The article points to the potential for online freelancing and piecework to account for a substantial part of global labor. While The Economist has touched on the issue before, this is now something that is a significant business issue which is going to start attracting a lot more coverage. The Economist notes:
Millions of workers are embracing freelancing as an alternative to full-time employment or because they cannot find salaried jobs. According to IDC, a market-research firm, there were around 12m full-time, home-based freelancers and independent contractors in America alone at the end of last year and there will be 14m by 2015. Experts reckon this number will keep rising for several reasons, including a sluggish jobs market and workers’ growing desire for the flexibility to be able to look after parents or children.
Technology is also driving the trend. Over the past few years a host of fast-growing firms such as Elance, oDesk and LiveOps have begun to take advantage of “the cloud”—tech-speak for the combination of ubiquitous fast internet connections and cheap, plentiful web-based computing power—to deliver sophisticated software that makes it easier to monitor and manage remote workers.
One of the key issues is that work on these sites is no longer limited to graphic design and web development – larger, more sophisticated, more complex, and better-paid work is shifting on to these sites.
Gary Swart, the boss of oDesk, says the number of freelancers registered with the firm in America has risen from 28,000 at the end of 2008 to 247,000 at the end of April.
That may, in part, be a reflection of American bosses’ ruthless cuts in full-time jobs, forcing those laid off to scramble for whatever work they can find. But it is also a sign of another notable trend: the range of work available on “e-lancing” sites is growing to encompass more complex and better-paid tasks. “We’re starting to see legal and financial work coming online,” notes Mr Swart, who says he has recently been talking with a big American insurance company that is thinking of farming out claims adjustments via oDesk.
Confidence in remote workers is a key issue, which is being addressed in a variety of ways:
oDesk guarantees them payment for any work they complete, saving them the hassle and risk of attempting to collect money from employers. Other sites are also experimenting with payment models. Australia’s 99designs, which matches 70,000 designers—40% of whom are in America—with online tasks, collects money upfront from customers and only pays it out when projects meet agreed targets. It also gives employers a money-back guarantee if they are dissatisfied with the work done, though refund rates, it claims, are very low.
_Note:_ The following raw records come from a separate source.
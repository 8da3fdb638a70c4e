//! Game entities, state machine and fixed-timestep tick

pub mod entities;
pub mod state;
pub mod tick;

pub use entities::{Alien, AlienField, Ball, Flipper, FlipperSide, Launcher, Playfield, Wall};
pub use state::{GamePhase, GameState};
pub use tick::{FrameSnapshot, Game, InputEvent, Key, TickOutcome};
There are no shortage of critics of online outsourcing, and I anticipate that the current mutters will rise to a massive outcry that could dwarf the earlier response to large-scale outsourcing as that came into play. Yet that will not slow the shift to the power of a global talent economy.
The industry also has to overcome frequent criticism that it is running little more than “digital sweatshops” that drive down wages and humiliate workers. The regulatory environment, too, is uncertain. Alek Felstiner of the University of California at Berkeley’s school of law predicts that some governments will draw up rules that make it harder for firms that regularly tap workers in the cloud to label them as independent contractors rather than employees with more rights.
E-lancing sites are confident that their model of work will find a way through the regulatory maze. They fiercely reject claims that they are exploiting online workers. Repeated surveys in rich and poor countries alike, they claim, show that people appreciate both the autonomy and the breadth of opportunity that the model gives them.
The granddaddy of online services marketplaces, eLance, was founded in 1998. Freelancer and oDesk, two of the largest services globally, were founded in 2004 and 2003 respectively. However most of the services have seen the massive growth which has created the firms of today over the last few years. These services are now a major feature of the global economy, and the mainstream is paying attention.